Differential diagnosis
- Vasculitides like Takayasu arteritis or granulomatosis with polyangitis:
- Histological findings lack granulomatous chronic inflammation and can include fibrinoid necrosis with neutrophilic infiltration
- Antineutrophil cytoplasmic antibodies (ANCA) titers are normal in GCA
- Varicella zoster virus infection:
- Biopsy would show inflammation without granulomas
- Systemic amyloidosis:
- Histological findings include amorphous, homogenous pale eosinophilic areas or hyaline deposits predominantly in the extracellular space that stain positive with Congo red stain
- Lymphoma:
- Biopsy will reveal atypical lymphoid cells with possible clonal proliferation
- Immunohistochemistry will reveal specific markers for specific lymphoma subtypes
- Reference: Front Immunol 2021;12:623716
Board review style question #1
Which of the following histopathological features is characteristic of giant cell arteritis (GCA) and distinguishes it from other vasculitides?

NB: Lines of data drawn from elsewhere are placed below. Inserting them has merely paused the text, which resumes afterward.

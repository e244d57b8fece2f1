// Copyright (C) 2026 The Loom MUD Authors
//
// This program is free software: you can redistribute it and/or modify it under
// the terms of the GNU General Public License as published by the Free Software
// Foundation, version 3.
//
// This program is distributed in the hope that it will be useful, but WITHOUT
// ANY WARRANTY; without even the implied warranty of MERCHANTABILITY or FITNESS
// FOR A PARTICULAR PURPOSE. See the GNU General Public License for more details.
//
// You should have received a copy of the GNU General Public License along with
// this program. If not, see <https://www.gnu.org/licenses/>.
//

pub mod dispatch;
pub mod handlers;
pub mod hooks;

pub use dispatch::{
    dispatch as dispatch_command, normalize, CommandContext, CommandOutcome, CommandTable, CommandTableBuilder,
    EmoteAliasTable, KeywordAliasTable,
};

/// Builds the standard command table with the built-in verbs registered. Content packs and
/// plugins extend this at startup before the scheduler freezes it.
pub fn builtin_table() -> CommandTable {
    CommandTableBuilder::new()
        .register("look", handlers::look)
        .register("say", handlers::say)
        .register("emote", handlers::emote)
        .register("inventory", handlers::inventory)
        .register("go", handlers::go_verb)
        .register("attack", handlers::attack)
        .register("quit", handlers::quit)
        .build()
}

- Extensive eosinophilic infiltrates within vessel walls
- Fibrinoid necrosis with neutrophilic infiltration
- Granulomatous inflammation with giant cells at the intima - media junction
- Homogenous, pale eosinophilic areas
Board review style answer #1
C. Granulomatous inflammation with giant cells at the intima - media junction. The hallmark histopathological feature of GCA is granulomatous inflammation with giant cells at the intima - media junction. Answer A is incorrect because eosinophilic infiltrates within vessel walls are commonly seen in eosinophilic granulomatosis with polyangiitis. Answer B is incorrect because, in contrast, fibrinoid necrosis with neutrophilic infiltration is characteristic of granulomatosis with polyangiitis. Answer D is incorrect because homogenous, pale eosinophilic areas are suggestive of systemic amyloidosis.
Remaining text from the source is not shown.